— Exercise details —
When you reach the line that contains "pub fn prompt(&self, idx: usize)" in the data below, start reproducing lines exactly, and stop after the line that contains "None => Err(PipelineError::SourceFetch".

— Exercise inputs —
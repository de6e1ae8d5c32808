#![allow(dead_code)]

use async_trait::async_trait;
use paperforge::client::{Completion, ModelClient};
use paperforge::ingest::{FetchedDocument, PdfError, PdfTextExtractor, SourceFetcher};
use paperforge::models::{
    GenerationDefaults, ModelApiError, PipelineError, Result, SamplingParams, VerdictStatus, VerificationVerdict,
};
use paperforge::verify::{VerificationAdapter, VerificationInput, Verifier, VerifyError};
use paperforge::{GenerationPipeline, PipelineSettings, SourceIngestor};
use std::collections::{HashMap, VecDeque};
use std::sync::atomic::{AtomicUsize, Ordering};
use std::sync::{Arc, Mutex};
use std::time::Duration;

/// Model client that replays scripted responses and records the prompts it saw.
pub struct ScriptedModel {
    pub replies: Mutex<VecDeque<String>>,
    pub user_prompts: Mutex<Vec<String>>,
    pub calls: AtomicUsize,
    /// Returned once the replies run out
    pub failure: Mutex<Option<ModelApiError>>,
}

impl ScriptedModel {
    pub fn new(replies: &[&str]) -> Self {
        Self {
            replies: Mutex::new(replies.iter().map(|r| r.to_string()).collect()),
            user_prompts: Mutex::new(Vec::new()),
            calls: AtomicUsize::new(0),
            failure: Mutex::new(None),
        }
    }

    /// Fail with `error` after the scripted replies are used up.
    pub fn then_fail(self, error: ModelApiError) -> Self {
        *self.failure.lock().unwrap() = Some(error);
        self
    }

    pub fn calls(&self) -> usize {
        self.calls.load(Ordering::SeqCst)
    }

    pub fn prompt(&self, idx: usize) -> String {
        self.user_prompts.lock().unwrap()[idx].clone()
    }
}

#[async_trait]
impl ModelClient for ScriptedModel {
    async fn generate(&self, params: &SamplingParams, _system: &str, user: &str) -> Result<Completion> {
        self.calls.fetch_add(1, Ordering::SeqCst);
        self.user_prompts.lock().unwrap().push(user.to_string());
        let next = self.replies.lock().unwrap().pop_front();
        let Some(text) = next else {
            return Err(match self.failure.lock().unwrap().take() {
                Some(error) => PipelineError::ModelApi(error),
                None => PipelineError::Internal("scripted model ran out of replies".to_string()),
            });
        };
        Ok(Completion {
            text,
            model: params.model.clone(),
            input_tokens: 100,
            output_tokens: 50,
            duration: Duration::from_millis(1),
        })
    }
}

/// Fetcher over an in-memory URL map. Unknown URLs answer 404.
pub struct MapFetcher {
    pub pages: HashMap<String, (String, String)>,
    pub calls: AtomicUsize,
}

impl MapFetcher {
    pub fn new(pages: &[(&str, &str, &str)]) -> Self {
        Self {
            pages: pages
                .iter()
                .map(|(url, content_type, body)| (url.to_string(), (content_type.to_string(), body.to_string())))
                .collect(),
            calls: AtomicUsize::new(0),
        }
    }

    pub fn calls(&self) -> usize {
        self.calls.load(Ordering::SeqCst)
    }
}

#[async_trait]
impl SourceFetcher for MapFetcher {
    async fn fetch(&self, url: &str) -> Result<FetchedDocument> {
        self.calls.fetch_add(1, Ordering::SeqCst);
        match self.pages.get(url) {
            Some((content_type, body)) => Ok(FetchedDocument {
                content_type: Some(content_type.clone()),
                bytes: body.as_bytes().to_vec(),
            }),
            None => Err(PipelineError::SourceFetch {
                source_id: url.to_string(),
                status: 404,
            }),
        }
    }
}

/// PDF extractor that reads the bytes as text, or always fails.
pub struct FakePdf {
    pub fail: bool,
}

impl PdfTextExtractor for FakePdf {
    fn extract_text(&self, bytes: &[u8]) -> std::result::Result<String, PdfError> {
        if self.fail {
            return Err(PdfError("not a pdf".to_string()));
        }
        Ok(String::from_utf8_lossy(bytes).into_owned())
    }
}

/// Verifier that replays scripted verdicts; the last one repeats.
pub struct ScriptedVerifier {
    pub verdicts: Mutex<VecDeque<std::result::Result<VerificationVerdict, String>>>,
    pub inputs: Mutex<Vec<VerificationInput>>,
}

impl ScriptedVerifier {
    pub fn new(verdicts: Vec<std::result::Result<VerificationVerdict, String>>) -> Self {
        Self {
            verdicts: Mutex::new(verdicts.into()),
            inputs: Mutex::new(Vec::new()),
        }
    }

    pub fn calls(&self) -> usize {
        self.inputs.lock().unwrap().len()
    }
}

#[async_trait]
impl Verifier for ScriptedVerifier {
    async fn verify(&self, input: &VerificationInput) -> std::result::Result<VerificationVerdict, VerifyError> {
        self.inputs.lock().unwrap().push(input.clone());
        let mut verdicts = self.verdicts.lock().unwrap();
        let next = if verdicts.len() > 1 {
            verdicts.pop_front()
        } else {
            verdicts.front().cloned()
        };
        match next {
            Some(Ok(verdict)) => Ok(verdict),
            Some(Err(message)) => Err(VerifyError::Failed(message)),
            None => Err(VerifyError::NotConfigured),
        }
    }
}

pub fn verdict(status: VerdictStatus, blockers: &[&str], warnings: &[&str]) -> VerificationVerdict {
    VerificationVerdict {
        status,
        blockers: blockers.iter().map(|s| s.to_string()).collect(),
        warnings: warnings.iter().map(|s| s.to_string()).collect(),
    }
}

/// A payload that passes normalization, with the given problem id.
pub fn valid_payload(id: &str) -> String {
    serde_json::json!({
        "problem_spec": {
            "id": id,
            "title": "Scaled dot-product attention",
            "difficulty": "medium"
        },
        "runtime_fixture": {
            "problemId": id,
            "seed": 7,
            "functionName": "attention",
            "inputOrder": ["q", "k", "v"],
            "inputs": {"q": [[1.0, 0.0]], "k": [[1.0, 0.0]], "v": [[2.0, 3.0]]},
            "expectedOutput": [[2.0, 3.0]],
            "testCases": [{"name": "single-token"}]
        },
        "reference_solution": "def attention(q, k, v):\n    return v",
        "refinement_notes": ""
    })
    .to_string()
}

pub struct Harness {
    pub model: Arc<ScriptedModel>,
    pub fetcher: Arc<MapFetcher>,
    pub verifier: Arc<ScriptedVerifier>,
    pub pipeline: GenerationPipeline,
}

pub fn harness(model: ScriptedModel, fetcher: MapFetcher, verifier: ScriptedVerifier) -> Harness {
    harness_with(Arc::new(model), fetcher, verifier, None)
}

/// Build a pipeline over the fakes. `client` replaces the scripted model when given.
pub fn harness_with(
    model: Arc<ScriptedModel>,
    fetcher: MapFetcher,
    verifier: ScriptedVerifier,
    client: Option<Arc<dyn ModelClient>>,
) -> Harness {
    let fetcher = Arc::new(fetcher);
    let verifier = Arc::new(verifier);
    let ingestor = SourceIngestor::new(fetcher.clone(), Arc::new(FakePdf { fail: false }), 12_000);
    let settings = PipelineSettings {
        defaults: GenerationDefaults::default(),
        default_model: "test-model".to_string(),
    };
    let client: Arc<dyn ModelClient> = match client {
        Some(client) => client,
        None => model.clone(),
    };
    let pipeline = GenerationPipeline::new(
        settings,
        client,
        ingestor,
        VerificationAdapter::new(verifier.clone()),
    )
    .with_progress(false);

    Harness {
        model,
        fetcher,
        verifier,
        pipeline,
    }
}
//! paperforge CLI - generate verified problem cards from research papers.

use anyhow::{Context, Result, bail};
use base64::Engine;
use base64::engine::general_purpose::STANDARD;
use clap::{Args, Parser, Subcommand};
use paperforge::models::InlinePdf;
use paperforge::{
    AnthropicClient, CommandVerifier, Config, GenerationPipeline, GenerationRequest,
    GenerationResult, HttpFetcher, PdfExtractBackend, PipelineSettings, SourceIngestor,
    VerificationAdapter,
};
use std::path::{Path, PathBuf};
use std::sync::Arc;
use tracing::{Level, info, warn};
use tracing_subscriber::FmtSubscriber;

#[derive(Parser)]
#[command(name = "paperforge")]
#[command(version)]
#[command(about = "Generate verified coding problems from research papers")]
struct Cli {
    #[command(subcommand)]
    command: Commands,

    /// Path to configuration file (defaults are used if it does not exist)
    #[arg(short, long, global = true, default_value = "paperforge.toml")]
    config: PathBuf,

    /// Verbose output
    #[arg(short, long, global = true)]
    verbose: bool,
}

#[derive(Subcommand)]
enum Commands {
    /// Run one generation request
    Generate(GenerateArgs),

    /// Validate configuration file
    Validate,

    /// Show example configuration
    Example,
}

#[derive(Args)]
struct GenerateArgs {
    /// JSON request file; inline flags are ignored when given
    #[arg(short, long)]
    request: Option<PathBuf>,

    /// Source link (repeatable)
    #[arg(long = "url")]
    urls: Vec<String>,

    /// Local PDF to send inline (repeatable)
    #[arg(long = "pdf")]
    pdfs: Vec<PathBuf>,

    /// What the generated problem should exercise
    #[arg(short, long)]
    target: Option<String>,

    /// Iteration budget
    #[arg(short, long)]
    iterations: Option<u32>,

    /// Model identifier
    #[arg(short, long)]
    model: Option<String>,

    /// Write the result JSON here instead of stdout
    #[arg(short, long)]
    output: Option<PathBuf>,
}

fn setup_logging(verbose: bool) {
    let level = if verbose { Level::DEBUG } else { Level::INFO };
    let subscriber = FmtSubscriber::builder()
        .with_max_level(level)
        .with_target(false)
        .with_thread_ids(false)
        .with_writer(std::io::stderr)
        .compact()
        .finish();
    if tracing::subscriber::set_global_default(subscriber).is_err() {
        eprintln!("Failed to set tracing subscriber");
    }
}

fn print_example_config() {
    let example = r#"# paperforge configuration file

[model]
# API key (can also use ANTHROPIC_API_KEY env var)
# api_key = "${ANTHROPIC_API_KEY}"
api_key_env = "ANTHROPIC_API_KEY"
base_url = "https://api.anthropic.com"
api_version = "2023-06-01"
# default_model = "claude-sonnet-4-20250514"  # or ANTHROPIC_MODEL env var
timeout_secs = 180

[ingest]
per_source_char_limit = 12000
fetch_timeout_secs = 60

[generation]
max_iterations = 3
temperature = 0.2
max_tokens = 4096
context_char_limit = 30000
raw_text_clip = 6000
max_feedback_items = 10

[verifier]
# Receives {"problemSpec": ..., "overrides": {...}} on stdin, prints a verdict JSON on stdout
command = ["python3", "verify.py"]
# working_dir = "verifier/"
timeout_secs = 120

[output]
show_progress = true
pretty = true
"#;
    println!("{example}");
}

/// Build a request from a JSON file or from inline flags.
fn load_request(args: &GenerateArgs) -> Result<GenerationRequest> {
    if let Some(path) = &args.request {
        return GenerationRequest::from_file(path).context("Failed to load request");
    }

    let Some(target) = &args.target else {
        bail!("Either --request or --target is required");
    };

    let mut pdfs = Vec::with_capacity(args.pdfs.len());
    for path in &args.pdfs {
        let bytes = std::fs::read(path).with_context(|| format!("Failed to read PDF {path:?}"))?;
        pdfs.push(InlinePdf {
            filename: path.file_name().map(|n| n.to_string_lossy().into_owned()),
            base64: STANDARD.encode(bytes),
        });
    }

    Ok(GenerationRequest {
        urls: args.urls.clone(),
        pdfs,
        target_description: target.clone(),
        max_iterations: args.iterations,
        model: args.model.clone(),
        ..Default::default()
    })
}

fn build_pipeline(config: &Config) -> Result<(GenerationPipeline, Arc<AnthropicClient>)> {
    // A missing key is reported by the pipeline before any source is fetched.
    let api_key = config.resolve_api_key().ok();
    let client = Arc::new(AnthropicClient::from_config(&config.model, api_key)?);

    let fetcher = HttpFetcher::from_config(&config.ingest)?;
    let ingestor = SourceIngestor::new(
        Arc::new(fetcher),
        Arc::new(PdfExtractBackend),
        config.ingest.per_source_char_limit,
    );

    let verifier = CommandVerifier::from_config(&config.verifier)
        .context("A verifier command is required in [verifier]")?;

    let pipeline = GenerationPipeline::new(
        PipelineSettings::from_config(config),
        client.clone(),
        ingestor,
        VerificationAdapter::new(Arc::new(verifier)),
    )
    .with_progress(config.output.show_progress);

    Ok((pipeline, client))
}

fn write_result(result: &GenerationResult, output: Option<&Path>, pretty: bool) -> Result<()> {
    let json = if pretty {
        serde_json::to_string_pretty(result)?
    } else {
        serde_json::to_string(result)?
    };

    match output {
        Some(path) => {
            std::fs::write(path, json).with_context(|| format!("Failed to write result to {path:?}"))?;
        }
        None => println!("{json}"),
    }
    Ok(())
}

fn print_summary(result: &GenerationResult, client: &AnthropicClient, output: Option<&Path>) {
    let (input_tokens, output_tokens) = client.total_tokens();

    eprintln!("\n=== Generation Complete ===");
    eprintln!("Run:         {}", result.run_id);
    eprintln!("Model:       {}", result.model);
    eprintln!("Sources:     {}", result.sources.len());
    eprintln!("Iterations:  {}", result.iterations.len());
    eprintln!("Stopped:     {:?}", result.stop_reason);
    match (&result.best.verdict, result.best.iteration) {
        (Some(verdict), Some(iteration)) => {
            eprintln!("Best:        iteration {iteration} ({})", verdict.status);
            eprintln!("Blockers:    {}", verdict.blockers.len());
            eprintln!("Warnings:    {}", verdict.warnings.len());
        }
        _ => eprintln!("Best:        none"),
    }
    eprintln!("Tokens:      {input_tokens} in / {output_tokens} out");
    eprintln!(
        "Runtime:     {:.1}s",
        (result.finished_at - result.started_at).num_milliseconds() as f64 / 1000.0
    );
    if let Some(path) = output {
        eprintln!("Output:      {path:?}");
    }
}

#[tokio::main]
async fn main() -> Result<()> {
    let cli = Cli::parse();
    setup_logging(cli.verbose);

    let config = Config::load_or_default(&cli.config)
        .with_context(|| format!("Failed to load config from {:?}", cli.config))?;

    match cli.command {
        Commands::Example => {
            print_example_config();
        }

        Commands::Validate => {
            config
                .resolve_api_key()
                .context("Failed to resolve API key")?;

            info!("Configuration is valid");
            info!("  Model: {}", config.resolve_default_model());
            info!(
                "  Iterations: {} (temperature {}, max tokens {})",
                config.generation.max_iterations,
                config.generation.temperature,
                config.generation.max_tokens
            );
            if config.verifier.command.is_empty() {
                warn!("  Verifier: not configured");
            } else {
                info!("  Verifier: {}", config.verifier.command.join(" "));
            }
        }

        Commands::Generate(args) => {
            let request = load_request(&args)?;
            let (pipeline, client) = build_pipeline(&config)?;

            let result = pipeline.run(&request).await?;

            write_result(&result, args.output.as_deref(), config.output.pretty)?;
            print_summary(&result, &client, args.output.as_deref());

            if result.best.candidate.is_none() {
                bail!("No candidate was retained after {} iterations", result.iterations.len());
            }
            if result.is_unresolved() {
                warn!("Best candidate is not verified; treat the result as unresolved");
            }
        }
    }

    Ok(())
}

— Reply to the task —
    pub fn prompt(&self, idx: usize) -> String {
        self.user_prompts.lock().unwrap()[idx].clone()
    }
}

#[async_trait]
impl ModelClient for ScriptedModel {
    async fn generate(&self, params: &SamplingParams, _system: &str, user: &str) -> Result<Completion> {
        self.calls.fetch_add(1, Ordering::SeqCst);
        self.user_prompts.lock().unwrap().push(user.to_string());
        let next = self.replies.lock().unwrap().pop_front();
        let Some(text) = next else {
            return Err(match self.failure.lock().unwrap().take() {
                Some(error) => PipelineError::ModelApi(error),
                None => PipelineError::Internal("scripted model ran out of replies".to_string()),
            });
        };
        Ok(Completion {
            text,
            model: params.model.clone(),
            input_tokens: 100,
            output_tokens: 50,
            duration: Duration::from_millis(1),
        })
    }
}

/// Fetcher over an in-memory URL map. Unknown URLs answer 404.
pub struct MapFetcher {
    pub pages: HashMap<String, (String, String)>,
    pub calls: AtomicUsize,
}

impl MapFetcher {
    pub fn new(pages: &[(&str, &str, &str)]) -> Self {
        Self {
            pages: pages
                .iter()
                .map(|(url, content_type, body)| (url.to_string(), (content_type.to_string(), body.to_string())))
                .collect(),
            calls: AtomicUsize::new(0),
        }
    }

    pub fn calls(&self) -> usize {
        self.calls.load(Ordering::SeqCst)
    }
}

#[async_trait]
impl SourceFetcher for MapFetcher {
    async fn fetch(&self, url: &str) -> Result<FetchedDocument> {
        self.calls.fetch_add(1, Ordering::SeqCst);
        match self.pages.get(url) {
            Some((content_type, body)) => Ok(FetchedDocument {
                content_type: Some(content_type.clone()),
                bytes: body.as_bytes().to_vec(),
            }),
            None => Err(PipelineError::SourceFetch {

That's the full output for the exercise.